§ **EXERCISE DETAILS**:
Those lines of the records that contain "provider" are to be located and copied.

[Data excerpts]
------------------------------
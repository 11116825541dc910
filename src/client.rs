//! Client for the relay: builds provider payloads and decodes image replies.

use std::future::Future;

use tracing::debug;
use url::Url;

use crate::asset::{ImageAsset, data_uri};
use crate::constants::{
    CONFIGURATION_ERROR_MESSAGE, DEFAULT_IMAGE_MODEL, GENERATE_PATH, IMAGE_RESPONSE_MIME_TYPE,
};
use crate::error::{GenerationError, PromptError};
use crate::provider::{
    Content, Contents, ErrorResponse, GenerateContentResponse, GenerationConfig, InlineData, Part,
    RelayRequest, first_inline_data, first_text,
};

/// A generated variation: a displayable image and the model's commentary.
#[derive(Clone, Debug, Eq, PartialEq)]
pub struct Variation {
    /// `data:` URI of the generated image
    pub image_uri: String,
    /// Commentary from the model, empty when it sent none
    pub text: String,
}

/// Something that turns prompts into images.
pub trait ImageGenerator {
    /// Varies `image` according to `prompt`.
    fn generate_variation(
        &self,
        image: &ImageAsset,
        prompt: &str,
    ) -> impl Future<Output = Result<Variation, PromptError>> + Send;

    /// Creates a new base image from `prompt` alone.
    fn generate_base_image(
        &self,
        prompt: &str,
    ) -> impl Future<Output = Result<ImageAsset, PromptError>> + Send;
}

/// [`ImageGenerator`] backed by the relay's `/api/generate` endpoint.
#[derive(Clone, Debug)]
pub struct GenerationClient {
    http: reqwest::Client,
    endpoint: Url,
    variation_model: String,
    base_image_model: String,
}

impl GenerationClient {
    /// Client for the relay running at `server`.
    pub fn new(server: &Url) -> Result<Self, url::ParseError> {
        Ok(Self {
            http: reqwest::Client::new(),
            endpoint: server.join(GENERATE_PATH)?,
            variation_model: DEFAULT_IMAGE_MODEL.to_string(),
            base_image_model: DEFAULT_IMAGE_MODEL.to_string(),
        })
    }

    /// Overrides the models used for variations and base images.
    pub fn with_models(mut self, variation_model: &str, base_image_model: &str) -> Self {
        self.variation_model = variation_model.to_string();
        self.base_image_model = base_image_model.to_string();
        self
    }

    /// The relay endpoint requests are sent to.
    pub fn endpoint(&self) -> &Url {
        &self.endpoint
    }

    async fn call(&self, request: &RelayRequest) -> Result<GenerateContentResponse, GenerationError> {
        debug!("POST {} (model {})", self.endpoint, request.model);
        let response = self
            .http
            .post(self.endpoint.clone())
            .json(request)
            .send()
            .await
            .map_err(|err| GenerationError::Network(err.to_string()))?;

        let status = response.status();
        let bytes = response
            .bytes()
            .await
            .map_err(|err| GenerationError::Network(err.to_string()))?;

        if !status.is_success() {
            return Err(classify_failure(status.as_u16(), &bytes));
        }

        serde_json::from_slice(&bytes).map_err(|err| {
            GenerationError::NoImageReturned(format!("Unreadable response from the API: {err}"))
        })
    }

    async fn request_image(
        &self,
        model: &str,
        parts: Vec<Part>,
    ) -> Result<(InlineData, String), GenerationError> {
        let request = RelayRequest {
            model: model.to_string(),
            contents: Contents::Many(vec![Content::from_parts(parts)]),
            config: GenerationConfig::with_response_mime_type(IMAGE_RESPONSE_MIME_TYPE),
        };
        let response = self.call(&request).await?;
        extract_image(&response)
    }
}

impl ImageGenerator for GenerationClient {
    async fn generate_variation(
        &self,
        image: &ImageAsset,
        prompt: &str,
    ) -> Result<Variation, PromptError> {
        let parts = vec![
            Part::inline(image.mime_type(), image.base64()),
            Part::text(prompt),
        ];
        let (image, text) = self
            .request_image(&self.variation_model, parts)
            .await
            .map_err(|err| PromptError::variation(prompt, err))?;

        Ok(Variation {
            image_uri: data_uri(&image.mime_type, &image.data),
            text,
        })
    }

    async fn generate_base_image(&self, prompt: &str) -> Result<ImageAsset, PromptError> {
        let (image, _text) = self
            .request_image(&self.base_image_model, vec![Part::text(prompt)])
            .await
            .map_err(|err| PromptError::base_image(prompt, err))?;

        ImageAsset::from_base64(&image.data, &image.mime_type).map_err(|err| {
            PromptError::base_image(
                prompt,
                GenerationError::NoImageReturned(format!("API returned an unusable image: {err}")),
            )
        })
    }
}

/// Turns a non-2xx relay response into the error taxonomy.
fn classify_failure(status: u16, body: &[u8]) -> GenerationError {
    let message = serde_json::from_slice::<ErrorResponse>(body)
        .ok()
        .map(|parsed| parsed.error);

    match message {
        Some(message) if status == 503 && message == CONFIGURATION_ERROR_MESSAGE => {
            GenerationError::Configuration
        }
        Some(message) => GenerationError::Upstream { message, status },
        None => GenerationError::Upstream {
            message: format!("Server responded with status {status}"),
            status,
        },
    }
}

/// First image part (required) and first text part (optional) of the first
/// candidate.
fn extract_image(response: &GenerateContentResponse) -> Result<(InlineData, String), GenerationError> {
    let parts = response.first_candidate_parts().ok_or_else(|| {
        GenerationError::NoImageReturned("No candidates returned from the API.".to_string())
    })?;
    let image = first_inline_data(parts)
        .ok_or_else(|| GenerationError::NoImageReturned("API did not return an image.".to_string()))?;
    let text = first_text(parts).unwrap_or_default();

    Ok((image.clone(), text.to_string()))
}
------------------------------
§ **FINISHED TASK**:
//! Client for the relay: builds provider payloads and decodes image replies.
use crate::provider::{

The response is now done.